Stratton I M, Adler A I, Neil H A, Matthews D R, Manley S E, Cull C A, Hadden D, Turner R C, Holman R R
Diabetes Trials Unit, Oxford Centre for Diabetes, Endocrinology and Metabolism, University of Oxford, Radcliffe Infirmary, Oxford OX2 6HE.
BMJ. 2000 Aug 12;321(7258):405-12. doi: 10.1136/bmj.321.7258.405.
To determine the relation between exposure to glycaemia over time and the risk of macrovascular or microvascular complications in patients with type 2 diabetes.
Prospective observational study.
23 hospital based clinics in England, Scotland, and Northern Ireland.
4585 white, Asian Indian, and Afro-Caribbean UKPDS patients, whether randomised or not to treatment, were included in analyses of incidence; of these, 3642 were included in analyses of relative risk.
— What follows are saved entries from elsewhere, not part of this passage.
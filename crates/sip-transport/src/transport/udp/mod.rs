use std::fmt;
use std::net::SocketAddr;
use std::sync::atomic::{AtomicBool, Ordering};
use std::sync::Arc;

use parking_lot::Mutex;
use tokio::net::UdpSocket;
use tokio::sync::mpsc;
use tokio::task::JoinHandle;
use tracing::{debug, error, info, trace, warn};

use sipwire_sip_core::{Message, MessageAssembler};

use crate::config::StreamConfig;
use crate::error::{Error, Result};
use crate::transport::{Transport, TransportEvent};

// Largest payload an IPv4 UDP datagram can carry
const MAX_UDP_PACKET_SIZE: usize = 65_507;
// Default channel capacity
const DEFAULT_CHANNEL_CAPACITY: usize = 100;

/// UDP transport for SIP messages
#[derive(Clone)]
pub struct UdpTransport {
    inner: Arc<UdpTransportInner>,
}

struct UdpTransportInner {
    socket: UdpSocket,
    local_addr: SocketAddr,
    closed: AtomicBool,
    max_message_size: Option<usize>,
    events_tx: mpsc::Sender<TransportEvent>,
    receive_task: Mutex<Option<JoinHandle<()>>>,
}

impl UdpTransport {
    /// Creates a new UDP transport bound to the specified address
    pub async fn bind(
        addr: SocketAddr,
        channel_capacity: Option<usize>,
    ) -> Result<(Self, mpsc::Receiver<TransportEvent>)> {
        Self::bind_with_config(addr, channel_capacity, &StreamConfig::default()).await
    }

    /// Like [`UdpTransport::bind`]; datagrams larger than the configured
    /// message size are dropped.
    pub async fn bind_with_config(
        addr: SocketAddr,
        channel_capacity: Option<usize>,
        config: &StreamConfig,
    ) -> Result<(Self, mpsc::Receiver<TransportEvent>)> {
        let socket = UdpSocket::bind(addr).await.map_err(|e| Error::BindFailed(addr, e))?;
        let local_addr = socket.local_addr()?;
        info!(%local_addr, "SIP UDP transport bound");

        let capacity = channel_capacity.unwrap_or(DEFAULT_CHANNEL_CAPACITY);
        let (events_tx, events_rx) = mpsc::channel(capacity);

        let transport = UdpTransport {
            inner: Arc::new(UdpTransportInner {
                socket,
                local_addr,
                closed: AtomicBool::new(false),
                max_message_size: config.max_message_size,
                events_tx,
                receive_task: Mutex::new(None),
            }),
        };

        let handle = transport.spawn_receive_loop();
        *transport.inner.receive_task.lock() = Some(handle);

        Ok((transport, events_rx))
    }

    // Spawns a task to receive datagrams from the socket
    fn spawn_receive_loop(&self) -> JoinHandle<()> {
        let inner = self.inner.clone();
        tokio::spawn(async move {
            let assembler = MessageAssembler::new();
            let mut buffer = vec![0u8; MAX_UDP_PACKET_SIZE];

            while !inner.closed.load(Ordering::Relaxed) {
                let (len, source) = match inner.socket.recv_from(&mut buffer).await {
                    Ok(received) => received,
                    Err(e) => {
                        if inner.closed.load(Ordering::Relaxed) {
                            break;
                        }
                        error!(error = %e, "error receiving UDP datagram");
                        let _ = inner
                            .events_tx
                            .send(TransportEvent::Error {
                                error: format!("Error receiving datagram: {}", e),
                            })
                            .await;
                        continue;
                    }
                };

                let packet = &buffer[..len];
                if packet.iter().all(|b| b.is_ascii_whitespace()) {
                    trace!(%source, "ignoring keep-alive datagram");
                    continue;
                }
                if let Some(limit) = inner.max_message_size.filter(|limit| len > *limit) {
                    warn!(%source, len, limit, "dropping oversized datagram");
                    continue;
                }

                match assembler.parse_datagram(packet) {
                    Ok(message) => {
                        debug!(%source, summary = %message.summary(), "received datagram");
                        let event = TransportEvent::MessageReceived {
                            message,
                            source,
                            destination: inner.local_addr,
                        };
                        if inner.events_tx.send(event).await.is_err() {
                            debug!("event receiver dropped, stopping UDP receive loop");
                            break;
                        }
                    }
                    Err(e) => {
                        warn!(%source, error = %e, "dropping unparsable datagram");
                    }
                }
            }

            let _ = inner.events_tx.send(TransportEvent::Closed).await;
            info!(local_addr = %inner.local_addr, "UDP receive loop terminated");
        })
    }
}

#[async_trait::async_trait]
impl Transport for UdpTransport {
    fn local_addr(&self) -> Result<SocketAddr> {
        Ok(self.inner.local_addr)
    }

    async fn send_message(&self, message: Message, destination: SocketAddr) -> Result<()> {
        if self.is_closed() {
            return Err(Error::TransportClosed);
        }

        let bytes = message.to_bytes();
        if bytes.len() > MAX_UDP_PACKET_SIZE {
            return Err(Error::MessageTooLarge {
                size: bytes.len(),
                limit: MAX_UDP_PACKET_SIZE,
            });
        }
        debug!(%destination, len = bytes.len(), summary = %message.summary(), "sending datagram");

        self.inner
            .socket
            .send_to(&bytes, destination)
            .await
            .map_err(|e| Error::SendFailed(destination, e))?;
        Ok(())
    }

    async fn close(&self) -> Result<()> {
        if !self.inner.closed.swap(true, Ordering::Relaxed) {
            let task = self.inner.receive_task.lock().take();
            if let Some(task) = task {
                task.abort();
            }
            let _ = self.inner.events_tx.send(TransportEvent::Closed).await;
        }
        Ok(())
    }

    fn is_closed(&self) -> bool {
        self.inner.closed.load(Ordering::Relaxed)
    }

    fn is_reliable(&self) -> bool {
        false
    }
}

impl fmt::Debug for UdpTransport {
    fn fmt(&self, f: &mut fmt::Formatter<'_>) -> fmt::Result {
        write!(f, "UdpTransport({})", self.inner.local_addr)
    }
}
//! Turns a byte stream into SIP messages.
//!
//! [`SipStreamCodec`] is a [`Decoder`]: it collects a header block up to the
//! first blank line, parses it with the [`MessageAssembler`], then waits for
//! exactly Content-Length body bytes. One [`StreamFramer`] drives the codec
//! over one connection's read half with a [`FramedRead`].
//!
//! * Blank lines between messages (CRLF keep-alives) are discarded.
//! * A header block that does not parse is dropped along with its body
//!   and framing resumes with the next message.
//! * Exceeding the size limit, starving a read, EOF inside a message or a
//!   failing [`MessageSink`] end the connection.

use async_trait::async_trait;
use bytes::{Buf, BytesMut};
use futures::StreamExt;
use tokio::io::AsyncRead;
use tokio::sync::mpsc;
use tokio_util::codec::{Decoder, FramedRead};
use tracing::{debug, trace, warn};

use sipwire_sip_core::parser::{find_header_end, scan_content_length};
use sipwire_sip_core::{HeaderAccess, Message, MessageAssembler};

use crate::config::StreamConfig;
use crate::error::{Error, Result};

/// Receiver of framed messages. An error from [`MessageSink::deliver`]
/// aborts the connection.
#[async_trait]
pub trait MessageSink: Send {
    async fn deliver(&mut self, message: Message) -> Result<()>;
}

#[async_trait]
impl MessageSink for mpsc::Sender<Message> {
    async fn deliver(&mut self, message: Message) -> Result<()> {
        self.send(message).await.map_err(|_| Error::ListenerClosed)
    }
}

/// A parsed header block still waiting for its body.
struct PendingBody {
    parsed: std::result::Result<Message, String>,
    len: usize,
}

pub struct SipStreamCodec {
    assembler: MessageAssembler,
    max_message_size: Option<usize>,
    pending: Option<PendingBody>,
    /// Bytes taken out of the read buffer so far
    consumed: u64,
}

impl SipStreamCodec {
    pub fn new(max_message_size: Option<usize>) -> Self {
        Self::with_assembler(max_message_size, MessageAssembler::new())
    }

    pub fn with_assembler(max_message_size: Option<usize>, assembler: MessageAssembler) -> Self {
        Self {
            assembler,
            max_message_size,
            pending: None,
            consumed: 0,
        }
    }

    pub fn consumed(&self) -> u64 {
        self.consumed
    }

    fn check_size(&self, size: usize) -> Result<()> {
        match self.max_message_size {
            Some(limit) if size > limit => Err(Error::MessageTooLarge { size, limit }),
            _ => Ok(()),
        }
    }

    fn discard_blank_lines(&mut self, src: &mut BytesMut) {
        loop {
            let skip = if src.starts_with(b"\r\n") {
                2
            } else if src.starts_with(b"\n") {
                1
            } else {
                return;
            };
            trace!("discarding keep-alive line");
            src.advance(skip);
            self.consumed += skip as u64;
        }
    }

    /// Split off and parse the next header block, if it is complete.
    fn take_header_block(&mut self, src: &mut BytesMut) -> Result<Option<PendingBody>> {
        self.discard_blank_lines(src);
        let Some((head_len, body_start)) = find_header_end(src) else {
            self.check_size(src.len())?;
            return Ok(None);
        };
        let mut head = src.split_to(body_start);
        self.consumed += body_start as u64;
        head.truncate(head_len);

        let parsed = std::str::from_utf8(&head)
            .map_err(|e| e.to_string())
            .and_then(|text| {
                self.assembler
                    .assemble(text, bytes::Bytes::new())
                    .map_err(|e| e.to_string())
            });
        let len = match &parsed {
            Ok(message) => message.content_length().unwrap_or(0) as usize,
            Err(_) => scan_content_length(&head).unwrap_or(0),
        };
        self.check_size(head.len() + len)?;
        Ok(Some(PendingBody { parsed, len }))
    }
}

impl Decoder for SipStreamCodec {
    type Item = Message;
    type Error = Error;

    fn decode(&mut self, src: &mut BytesMut) -> Result<Option<Message>> {
        loop {
            let pending = match self.pending.take() {
                Some(pending) => pending,
                None => match self.take_header_block(src)? {
                    Some(pending) => pending,
                    None => return Ok(None),
                },
            };
            if src.len() < pending.len {
                src.reserve(pending.len - src.len());
                self.pending = Some(pending);
                return Ok(None);
            }

            let body = src.split_to(pending.len).freeze();
            self.consumed += pending.len as u64;
            match pending.parsed {
                Ok(mut message) => {
                    trace!(len = body.len(), "framed message body");
                    match &mut message {
                        Message::Request(req) => req.body = body,
                        Message::Response(resp) => resp.body = body,
                    }
                    debug!(summary = %message.summary(), "framed message");
                    return Ok(Some(message));
                }
                Err(error) => {
                    warn!(%error, skipped = pending.len, "dropping unparsable message");
                }
            }
        }
    }

    fn decode_eof(&mut self, src: &mut BytesMut) -> Result<Option<Message>> {
        if let Some(message) = self.decode(src)? {
            return Ok(Some(message));
        }
        if let Some(pending) = &self.pending {
            return Err(Error::Framing(format!(
                "stream closed after {} of {} body bytes",
                src.len(),
                pending.len
            )));
        }
        if src.iter().all(|b| b.is_ascii_whitespace()) {
            src.clear();
            Ok(None)
        } else {
            Err(Error::Framing("stream closed inside a header block".into()))
        }
    }
}

pub struct StreamFramer<R> {
    frames: FramedRead<R, SipStreamCodec>,
    config: StreamConfig,
}

impl<R: AsyncRead + Unpin + Send> StreamFramer<R> {
    pub fn new(reader: R, config: StreamConfig) -> Self {
        Self::with_assembler(reader, config, MessageAssembler::new())
    }

    pub fn with_assembler(reader: R, config: StreamConfig, assembler: MessageAssembler) -> Self {
        let codec = SipStreamCodec::with_assembler(config.max_message_size, assembler);
        Self {
            frames: FramedRead::with_capacity(reader, codec, config.read_chunk),
            config,
        }
    }

    /// Frame messages until the peer closes the stream, handing each one to
    /// `sink`. `Ok(())` means a clean close between messages.
    pub async fn run<S: MessageSink + ?Sized>(mut self, sink: &mut S) -> Result<()> {
        while let Some(message) = self.next_message().await? {
            sink.deliver(message).await?;
        }
        Ok(())
    }

    /// Next complete message, or `None` on a clean end of stream.
    ///
    /// The starvation timer covers one window at a time: a window in which
    /// bytes arrived re-arms it, an empty one ends the connection.
    pub async fn next_message(&mut self) -> Result<Option<Message>> {
        let Some(limit) = self.config.starvation_timeout else {
            return self.frames.next().await.transpose();
        };
        loop {
            let seen = self.received();
            match tokio::time::timeout(limit, self.frames.next()).await {
                Ok(frame) => return frame.transpose(),
                Err(_) if self.received() > seen => trace!("peer still sending, starvation timer re-armed"),
                Err(_) => return Err(Error::Starvation(limit)),
            }
        }
    }

    /// Bytes read from the stream so far.
    fn received(&self) -> u64 {
        self.frames.decoder().consumed() + self.frames.read_buffer().len() as u64
    }
}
Primary predefined aggregate clinical outcomes: any end point or deaths related to diabetes and all cause mortality. Secondary aggregate outcomes: myocardial infarction, stroke, amputation (including death from peripheral vascular disease), and microvascular disease (predominantly retinal photo-coagulation). Single end points: non-fatal heart failure and cataract extraction. Risk reduction associated with a 1% reduction in updated mean HbA(1c) adjusted for possible confounders at diagnosis of diabetes.
The incidence of clinical complications was significantly associated with glycaemia. Each 1% reduction in updated mean HbA(1c) was associated with reductions in risk of 21% for any end point related to diabetes (95% confidence interval 17% to 24%, P<0.0001), 21% for deaths related to diabetes (15% to 27%, P<0.0001), 14% for myocardial infarction (8% to 21%, P<0.0001), and 37% for microvascular complications (33% to 41%, P<0.0001). No threshold of risk was observed for any end point.
In patients with type 2 diabetes the risk of diabetic complications was strongly associated with previous hyperglycaemia. Any reduction in HbA(1c) is likely to reduce the risk of complications, with the lowest risk being in those with HbA(1c) values in the normal range (<6.0%).
确定2型糖尿病患者随时间血糖暴露情况与大血管或微血管并发症风险之间的关系。
前瞻性观察性研究。
英格兰、苏格兰和北爱尔兰的23家医院门诊。
4585名英国糖尿病前瞻性研究(UKPDS)的白人、亚洲印度人和非洲加勒比人患者,无论是否随机接受治疗,均纳入发病率分析;其中3642名纳入相对风险分析。
预先设定的主要总体临床结局:任何与糖尿病相关的终点或死亡以及全因死亡率。次要总体结局:心肌梗死、中风、截肢(包括因外周血管疾病死亡)和微血管疾病(主要是视网膜光凝)。单一终点:非致命性心力衰竭和白内障摘除术。校正糖尿病诊断时可能的混杂因素后,糖化血红蛋白(HbA1c)每降低1%所带来的风险降低情况。
临床并发症的发生率与血糖水平显著相关。糖化血红蛋白(HbA1c)每降低1%,与糖尿病相关的任何终点风险降低21%(95%置信区间17%至24%,P<0.0001),糖尿病相关死亡风险降低21%(15%至27%,P<0.0001),心肌梗死风险降低14%(8%至21%,P<0.0001),微血管并发症风险降低37%(33%至41%,P<0.0001)。未观察到任何终点的风险阈值。
在2型糖尿病患者中,糖尿病并发症的风险与既往高血糖密切相关。糖化血红蛋白(HbA1c)的任何降低都可能降低并发症风险,HbA1c值在正常范围(<6.0%)的患者风险最低。